Pardon my ignorance, but what would a neutrino signal look like? Can’t it be pulsed on/off like an electron beam - does it have a wavelength/frequency like a photon?
>The process of the muon neutrino or muon antineutrino beam production consists of the following steps[1][2]:
>Acceleration of a primary proton beam in a particle accelerator.
>Proton beam collision with a fixed target. In such a collision secondary particles, mainly pions and kaons, are produced.
>Focusing, by a set of magnetic horns, the secondary particles with a selected charge: positive to produce the muon neutrino beam, negative to produce the muon anti-neutrino beam.
>Decay of the secondary particles in flight in a long (of the order of hundreds meters) decay tunnel. Charged pions decay[3] in more than 99.98% into a muon and the corresponding neutrino according to the principle of preserving electric charge and lepton number...
There's several different places in this chain where you could modulate the beam by turning various magnets on or off. Probably not in the proton accelerator.
Unfortunately, "long string of expensive experimental equipment" means "not efficient". From the paper:
>A neutrino source delivering muons at a rate of 10^14 s^−1 with an energy of 150 GeV would require about 4 MW in proton beam power and 2.4 MW acceleration power, which for a 10% electrical efficiency translates into a total power consumption of roughly 65 MW.
Yow. Something like ten times more power than the NuMI neutrino beam. He concludes this transmitter could do something like 100 bits/s to a stationary detector string anchored at the ocean bed. Deeper the better, for shielding against cosmic rays and solar radiation. Would be tough to put a neutrino detector close enough to a financial hub and still get useful bandwidth.
65 MW is only $6M/year at the cheapest available electricity prices. Even less if you turn it off at night or when markets aren't as volatile.

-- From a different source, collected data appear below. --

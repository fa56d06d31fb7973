//! Axum authorization gate backed by the RBAC engine.
//!
//! Authentication happens upstream: something must insert an
//! [`AuthenticatedUser`] into the request extensions before this layer runs.

use axum::{
    body::Body,
    extract::{FromRequestParts, Request},
    http::request::Parts,
    response::{IntoResponse, Response},
};
use futures::future::BoxFuture;
use std::sync::Arc;
use std::task::{Context, Poll};
use tower::{Layer, Service};
use tracing::warn;

use super::models::{Permission, UserId};
use super::service::RbacService;
use crate::error::{AccessError, ErrorCode, Result};

// ═══════════════════════════════════════════════════════════════════════════════
// Request context
// ═══════════════════════════════════════════════════════════════════════════════

/// Identity established by the authentication layer.
#[derive(Debug, Clone)]
pub struct AuthenticatedUser {
    pub user_id: UserId,
}

impl AuthenticatedUser {
    pub fn new(user_id: impl Into<UserId>) -> Self {
        Self {
            user_id: user_id.into(),
        }
    }
}

/// Inserted by [`RequirePermissionService`] after a successful check.
#[derive(Debug, Clone)]
pub struct RbacContext {
    pub user_id: UserId,
    pub checked_permission: Permission,
}

#[axum::async_trait]
impl<S> FromRequestParts<S> for RbacContext
where
    S: Send + Sync,
{
    type Rejection = Response;

    async fn from_request_parts(parts: &mut Parts, _state: &S) -> std::result::Result<Self, Self::Rejection> {
        parts.extensions.get::<RbacContext>().cloned().ok_or_else(|| {
            AccessError::internal("RbacContext extracted on a route without RequirePermissionLayer").into_response()
        })
    }
}

// ═══════════════════════════════════════════════════════════════════════════════
// Tower Layer
// ═══════════════════════════════════════════════════════════════════════════════

/// Layer that rejects requests whose user lacks a permission.
///
/// ```rust,ignore
/// let app = Router::new()
///     .route("/api/v1/audit/export", get(export_audit))
///     .layer(RequirePermissionLayer::new(rbac.clone(), "audit:export")?);
/// ```
#[derive(Clone)]
pub struct RequirePermissionLayer {
    rbac: Arc<RbacService>,
    permission: Permission,
}

impl RequirePermissionLayer {
    /// Fails with `Validation` if `permission` is not `resource:action`.
    pub fn new(rbac: Arc<RbacService>, permission: &str) -> Result<Self> {
        Ok(Self {
            rbac,
            permission: Permission::parse_strict(permission)?,
        })
    }

    pub fn from_permission(rbac: Arc<RbacService>, permission: Permission) -> Self {
        Self { rbac, permission }
    }
}

impl<S> Layer<S> for RequirePermissionLayer {
    type Service = RequirePermissionService<S>;

    fn layer(&self, inner: S) -> Self::Service {
        RequirePermissionService {
            inner,
            rbac: self.rbac.clone(),
            permission: self.permission.clone(),
        }
    }
}

// ═══════════════════════════════════════════════════════════════════════════════
// Tower Service
// ═══════════════════════════════════════════════════════════════════════════════

#[derive(Clone)]
pub struct RequirePermissionService<S> {
    inner: S,
    rbac: Arc<RbacService>,
    permission: Permission,
}

impl<S> Service<Request<Body>> for RequirePermissionService<S>
where
    S: Service<Request<Body>, Response = Response> + Clone + Send + 'static,
    S::Future: Send,
{
    type Response = Response;
    type Error = S::Error;
    type Future = BoxFuture<'static, std::result::Result<Self::Response, Self::Error>>;

    fn poll_ready(&mut self, cx: &mut Context<'_>) -> Poll<std::result::Result<(), Self::Error>> {
        self.inner.poll_ready(cx)
    }

    fn call(&mut self, mut request: Request<Body>) -> Self::Future {
        let rbac = self.rbac.clone();
        let permission = self.permission.clone();
        let mut inner = self.inner.clone();

        Box::pin(async move {
            let user_id = match request.extensions().get::<AuthenticatedUser>() {
                Some(user) => user.user_id.clone(),
                None => {
                    return Ok(AccessError::new(ErrorCode::Unauthorized, "Authentication required").into_response())
                }
            };

            match rbac.check_permission(&user_id, &permission).await {
                Ok(true) => {}
                Ok(false) => {
                    warn!(user_id = %user_id, permission = %permission, "Permission denied");
                    let denied = AccessError::new(ErrorCode::Forbidden, format!("missing permission {}", permission))
                        .with_context("permission", permission.as_string());
                    return Ok(denied.into_response());
                }
                Err(e) => return Ok(e.into_response()),
            }

            request.extensions_mut().insert(RbacContext {
                user_id,
                checked_permission: permission,
            });

            inner.call(request).await
        })
    }
}

// ═══════════════════════════════════════════════════════════════════════════════
// Tests
// ═══════════════════════════════════════════════════════════════════════════════

#[cfg(test)]
mod tests {
    use super::*;
    use crate::audit::{AuditTrail, InMemoryAuditStore};
    use crate::rbac::models::RoleId;
    use crate::rbac::roles::RbacConfig;
    use crate::rbac::store::InMemoryRbacStore;
    use axum::{http::StatusCode, routing::get, Router};
    use tower::ServiceExt;

    async fn rbac() -> Arc<RbacService> {
        let svc = RbacService::new(
            Arc::new(InMemoryRbacStore::new()),
            RbacConfig::defaults(),
            AuditTrail::new(Arc::new(InMemoryAuditStore::new())),
        )
        .await
        .unwrap();
        svc.assign_role(&UserId::new("alice"), &RoleId::new("viewer"))
            .await
            .unwrap();
        Arc::new(svc)
    }

    async fn handler(ctx: RbacContext) -> String {
        format!("{} ok {}", ctx.user_id, ctx.checked_permission)
    }

    fn request(user: Option<&str>) -> Request<Body> {
        let mut req = Request::builder().uri("/").body(Body::empty()).unwrap();
        if let Some(user) = user {
            req.extensions_mut().insert(AuthenticatedUser::new(user));
        }
        req
    }

    async fn app(permission: &str) -> Router {
        Router::new()
            .route("/", get(handler))
            .layer(RequirePermissionLayer::new(rbac().await, permission).unwrap())
    }

    #[tokio::test]
    async fn test_allowed_request_passes() {
        let resp = app("workspace:read").await.oneshot(request(Some("alice"))).await.unwrap();
        assert_eq!(resp.status(), StatusCode::OK);
    }

    #[tokio::test]
    async fn test_denied_request_is_forbidden() {
        let resp = app("workspace:delete").await.oneshot(request(Some("alice"))).await.unwrap();
        assert_eq!(resp.status(), StatusCode::FORBIDDEN);
    }

    #[tokio::test]
    async fn test_anonymous_request_is_unauthorized() {
        let resp = app("workspace:read").await.oneshot(request(None)).await.unwrap();
        assert_eq!(resp.status(), StatusCode::UNAUTHORIZED);
    }

    #[tokio::test]
    async fn test_context_without_layer_is_internal_error() {
        let app = Router::new().route("/", get(handler));
        let resp = app.oneshot(request(Some("alice"))).await.unwrap();
        assert_eq!(resp.status(), StatusCode::INTERNAL_SERVER_ERROR);
    }

    #[tokio::test]
    async fn test_malformed_permission_rejected() {
        assert!(RequirePermissionLayer::new(rbac().await, "workspace").is_err());
    }
}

100 bits/sec is plenty to make lots of money... If you consider 100 bits/sec is 1 bit per 10 milliseconds, with say a 5% bit error rate (can't do error correction without introducing delay).
Each end of the connection can make two candidate investment strategies based on globally available data. The 'bit' decides which strategy to go for.
Easy money for anyone who can turn the science into reality... Easy money that will dry up as soon as a few other people start doing the same...
NuMI cost $139 million to construct, including the detectors. It was driven by the Tevatron, a proton accelerator 2km across that itself cost $197 million to build in 1991. 150 GeV particle accelerators are not cheap, and are going to be impossible to build secretly.
If everyone knows you have a phone to the future, finding counterparties is going to be hard. Who's going to take the other side of a trade you know you're going to lose?
In hamming codes, the correction can only be done when an entire block has been received.
With a block length more than 1, you therefore introduce latency of 10s of milliseconds.
With a block length of 1, a hamming code doesn't do any error correction.
Hamming codes would let you access the uncorrected data immediately, and do error correction later (after the block length has passed), but at that point you have already used it to make trading decisions, so it's too late.
But can you decode a neutrino signal in real time?